No language will fix the mess we have. Serious hardware protection will.

Reply to
John Larkin

No, it cannot, for deep theoretical and deep practical reasons.

A trivial example: there's no way that hardware protection can protect against some idiot using addition where subtraction is required.

That's not a theoretical example. A few years ago my energy supplier set my monthly payments too low. When it noticed that I was getting further behind with my payments, it responded by /reducing/ my monthly payments. Rinse and repeat another two times!

As for "better" languages, they help by reducing the opportunities for making boring old preventable mistakes.

Reply to
Tom Gardner

Sure, the program will report his bank balance wrong. Or abend. But it needn't crash the system, or inject viruses, or ransomware everything.

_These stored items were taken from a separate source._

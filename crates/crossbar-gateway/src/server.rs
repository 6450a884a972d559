//! HTTP server hosting a [`Gateway`].
//!
//! A hyper/tokio accept loop: one spawned task per connection, graceful
//! shutdown via [`ShutdownSignal`], and a drain wait bounded by the
//! configured shutdown timeout. The server imposes no timeout on request
//! handling; a stalled business call stalls only its own connection task.

use std::sync::Arc;

use hyper::server::conn::http1;
use hyper::service::service_fn;
use hyper_util::rt::TokioIo;
use thiserror::Error;
use tokio::net::TcpListener;

use crate::config::GatewayConfig;
use crate::gateway::Gateway;
use crate::shutdown::{ConnectionTracker, ShutdownSignal};

/// Server hosting errors.
#[derive(Debug, Error)]
pub enum ServerError {
    /// The configured address could not be bound.
    #[error("bind error: {0}")]
    Bind(String),

    /// An I/O failure during serving.
    #[error("i/o error: {0}")]
    Io(String),
}

/// Serves the gateway until SIGTERM or SIGINT.
pub async fn serve(gateway: Gateway, config: &GatewayConfig) -> Result<(), ServerError> {
    serve_with_shutdown(gateway, config, ShutdownSignal::with_os_signals()).await
}

/// Serves the gateway until the given shutdown signal triggers.
pub async fn serve_with_shutdown(
    gateway: Gateway,
    config: &GatewayConfig,
    shutdown: ShutdownSignal,
) -> Result<(), ServerError> {
    let addr = config
        .socket_addr()
        .map_err(|e| ServerError::Bind(format!("invalid address '{}': {e}", config.bind_addr())))?;

    let listener = TcpListener::bind(addr)
        .await
        .map_err(|e| ServerError::Bind(format!("cannot bind {addr}: {e}")))?;

    tracing::info!(%addr, "gateway listening");

    let gateway = Arc::new(gateway);
    let tracker = ConnectionTracker::new();

    loop {
        tokio::select! {
            accepted = listener.accept() => {
                match accepted {
                    Ok((stream, remote_addr)) => {
                        let gateway = Arc::clone(&gateway);
                        let token = tracker.acquire();
                        let shutdown = shutdown.clone();

                        tokio::spawn(async move {
                            if let Err(err) =
                                handle_connection(&gateway, stream, shutdown).await
                            {
                                tracing::warn!(%remote_addr, error = %err, "connection error");
                            }
                            drop(token);
                        });
                    }
                    Err(err) => {
                        tracing::error!(error = %err, "cannot accept connection");
                    }
                }
            }

            _ = shutdown.recv() => {
                tracing::info!("shutdown signal received");
                break;
            }
        }
    }

    let timeout = config.shutdown_timeout();
    tracing::info!(
        active = tracker.active_connections(),
        ?timeout,
        "waiting for connections to drain"
    );

    tokio::select! {
        _ = tracker.drained() => {
            tracing::info!("all connections closed");
        }
        _ = tokio::time::sleep(timeout) => {
            tracing::warn!(
                active = tracker.active_connections(),
                "shutdown timeout reached with connections still active"
            );
        }
    }

    Ok(())
}

async fn handle_connection(
    gateway: &Arc<Gateway>,
    stream: tokio::net::TcpStream,
    shutdown: ShutdownSignal,
) -> Result<(), hyper::Error> {
    let io = TokioIo::new(stream);
    let gateway = Arc::clone(gateway);

    let service = service_fn(move |request| {
        let gateway = Arc::clone(&gateway);
        async move { Ok::<_, std::convert::Infallible>(gateway.handle(request).await) }
    });

    let conn = http1::Builder::new().serve_connection(io, service);

    tokio::select! {
        result = conn => result,
        _ = shutdown.recv() => Ok(()),
    }
}
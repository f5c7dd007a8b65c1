//! Batch dispatch: the orchestrator of a run.
//!
//! Recipients are split into consecutive batches. Inside a batch each
//! recipient is composed, sent through the retry unit, and its terminal
//! outcome recorded before the batch is considered done. A fixed pause
//! separates consecutive batches; there is none after the last one.

use crate::composer::{Composer, recipient_mailbox};
use crate::config::DeliveryConfig;
use crate::context::{Pacer, PauseKind, RunContext};
use crate::error::DispatchError;
use crate::outcome_log::OutcomeLog;
use crate::retry::{RetryPolicy, send_with_retry};
use crate::transport::Transport;
use crate::types::{AttemptOutcome, Recipient, RunSummary};
use anyhow::Result;
use futures::stream::{self, StreamExt};
use std::time::Duration;
use tracing::{Instrument, debug, error, info, info_span, warn};

#[derive(Debug, Clone, Copy, PartialEq, Eq)]
pub struct DispatchSettings {
    batch_size: usize,
    batch_pause: Duration,
    retry: RetryPolicy,
    concurrency: usize,
}

impl DispatchSettings {
    pub fn new(
        batch_size: usize,
        batch_pause: Duration,
        retry: RetryPolicy,
        concurrency: usize,
    ) -> Result<Self> {
        if batch_size == 0 {
            return Err(DispatchError::Config("batch size must be at least 1".into()).into());
        }
        if concurrency == 0 {
            return Err(DispatchError::Config("concurrency must be at least 1".into()).into());
        }
        Ok(Self {
            batch_size,
            batch_pause,
            retry,
            concurrency,
        })
    }

    pub fn from_config(config: &DeliveryConfig) -> Result<Self> {
        Self::new(
            config.batch_size,
            config.batch_pause(),
            config.retry_policy(),
            config.concurrency,
        )
    }
}

#[derive(Debug, Clone, Copy, PartialEq, Eq)]
pub enum DispatchPhase {
    Idle,
    Dispatching(usize),
    Pausing(usize),
    Done,
}

/// Phase tracking for one `Dispatcher::run` call. Counts live in the
/// `RunSummary` being built.
struct BatchRunState {
    phase: DispatchPhase,
}

impl BatchRunState {
    fn new() -> Self {
        Self {
            phase: DispatchPhase::Idle,
        }
    }

    fn enter(&mut self, next: DispatchPhase) {
        debug!(from = ?self.phase, to = ?next, "Dispatch phase change");
        self.phase = next;
    }
}

/// Consecutive slices of at most `batch_size` recipients.
pub fn plan_batches(recipients: &[Recipient], batch_size: usize) -> Vec<&[Recipient]> {
    recipients.chunks(batch_size.max(1)).collect()
}

pub struct Dispatcher<T> {
    composer: Composer,
    transport: T,
    settings: DispatchSettings,
}

impl<T: Transport> Dispatcher<T> {
    pub fn new(composer: Composer, transport: T, settings: DispatchSettings) -> Self {
        Self {
            composer,
            transport,
            settings,
        }
    }

    pub fn transport(&self) -> &T {
        &self.transport
    }

    /// Dispatch every recipient. Recipient-level failures end up in the
    /// summary and the outcome log; this never returns an error.
    pub async fn run<L, P>(&self, ctx: &RunContext<L, P>, recipients: &[Recipient]) -> RunSummary
    where
        L: OutcomeLog,
        P: Pacer,
    {
        let span = info_span!(
            "dispatch",
            run_id = %ctx.run_id(),
            recipients = recipients.len(),
            batch_size = self.settings.batch_size
        );
        self.run_batches(ctx, recipients).instrument(span).await
    }

    async fn run_batches<L, P>(&self, ctx: &RunContext<L, P>, recipients: &[Recipient]) -> RunSummary
    where
        L: OutcomeLog,
        P: Pacer,
    {
        let batches = plan_batches(recipients, self.settings.batch_size);
        let total = batches.len();
        let mut summary = RunSummary::default();
        let mut state = BatchRunState::new();

        for (index, batch) in batches.into_iter().enumerate() {
            if ctx.is_cancelled() {
                summary
                    .not_attempted
                    .extend(batch.iter().map(|r| r.address().to_string()));
                continue;
            }

            state.enter(DispatchPhase::Dispatching(index));
            let outcomes = self
                .dispatch_batch(ctx, batch)
                .instrument(info_span!("batch", number = index + 1, of = total))
                .await;
            summary.batches += 1;

            for (recipient, outcome) in batch.iter().zip(outcomes) {
                match outcome {
                    Some(outcome) => summary.push(outcome),
                    None => summary.not_attempted.push(recipient.address().to_string()),
                }
            }
            info!(
                batch = index + 1,
                of = total,
                sent = summary.sent,
                failed = summary.failed,
                "Batch complete"
            );

            if index + 1 < total {
                state.enter(DispatchPhase::Pausing(index));
                let completed = ctx
                    .pacer()
                    .pause(PauseKind::Batch, self.settings.batch_pause, ctx.cancel_token())
                    .await;
                if !completed {
                    warn!(batch = index + 1, "Run cancelled during batch pause");
                }
            }
        }

        state.enter(DispatchPhase::Done);
        summary.cancelled = ctx.is_cancelled();
        summary.log_failures = ctx.log_failures();
        info!(
            sent = summary.sent,
            failed = summary.failed,
            not_attempted = summary.not_attempted.len(),
            cancelled = summary.cancelled,
            "Dispatch finished"
        );
        summary
    }

    /// Outcomes come back in batch order; `None` marks a recipient that was
    /// never started because the run was cancelled.
    async fn dispatch_batch<L, P>(
        &self,
        ctx: &RunContext<L, P>,
        batch: &[Recipient],
    ) -> Vec<Option<AttemptOutcome>>
    where
        L: OutcomeLog,
        P: Pacer,
    {
        info!(size = batch.len(), "Sending batch");
        stream::iter(batch)
            .map(|recipient| self.dispatch_one(ctx, recipient))
            .buffered(self.settings.concurrency)
            .collect()
            .await
    }

    async fn dispatch_one<L, P>(
        &self,
        ctx: &RunContext<L, P>,
        recipient: &Recipient,
    ) -> Option<AttemptOutcome>
    where
        L: OutcomeLog,
        P: Pacer,
    {
        if ctx.is_cancelled() {
            return None;
        }

        let address = recipient.address();
        let outcome = match validate_address(address) {
            Err(e) => AttemptOutcome::failed(address, 0, e.to_string()),
            Ok(()) => {
                send_with_retry(
                    address,
                    &self.settings.retry,
                    ctx.pacer(),
                    ctx.cancel_token(),
                    |_| async move {
                        let message = self.composer.compose(recipient).await?;
                        self.transport.send(&message).await
                    },
                )
                .await
            }
        };

        if outcome.is_sent() {
            info!(recipient = %address, attempts = outcome.attempts, "Email sent");
        } else {
            error!(
                recipient = %address,
                attempts = outcome.attempts,
                error = outcome.last_error.as_deref().unwrap_or_default(),
                "Email failed"
            );
        }

        ctx.record(&outcome).await;
        Some(outcome)
    }
}

/// Malformed addresses are terminal without touching the transport. Uses the
/// same parser as the message header so nothing rejected later gets retried.
fn validate_address(address: &str) -> Result<(), DispatchError> {
    recipient_mailbox(address).map(|_| ())
}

It should be flat impossible for any application program to compromise the OS, or any other unrelated application. Intel and Microsoft are just criminally stupid. I don't understand why they are not liable for damages.

We are in the dark ages of computing. Like steam engines blowing up and poaching everybody nearby.

Reply to
John Larkin
[ about computing bugs ]

Like what? Error-correcting memory? Redundant CPUs and voting? Nonrewritable firmware?

There aren't any hardware solutions to (for instance) facial-recognition that unlocks a phone on seeing a face of a child who resembles his parent.

Reply to
whit3rd

Both of which are ill-defined concepts.

These are just different ways of having the wrong result.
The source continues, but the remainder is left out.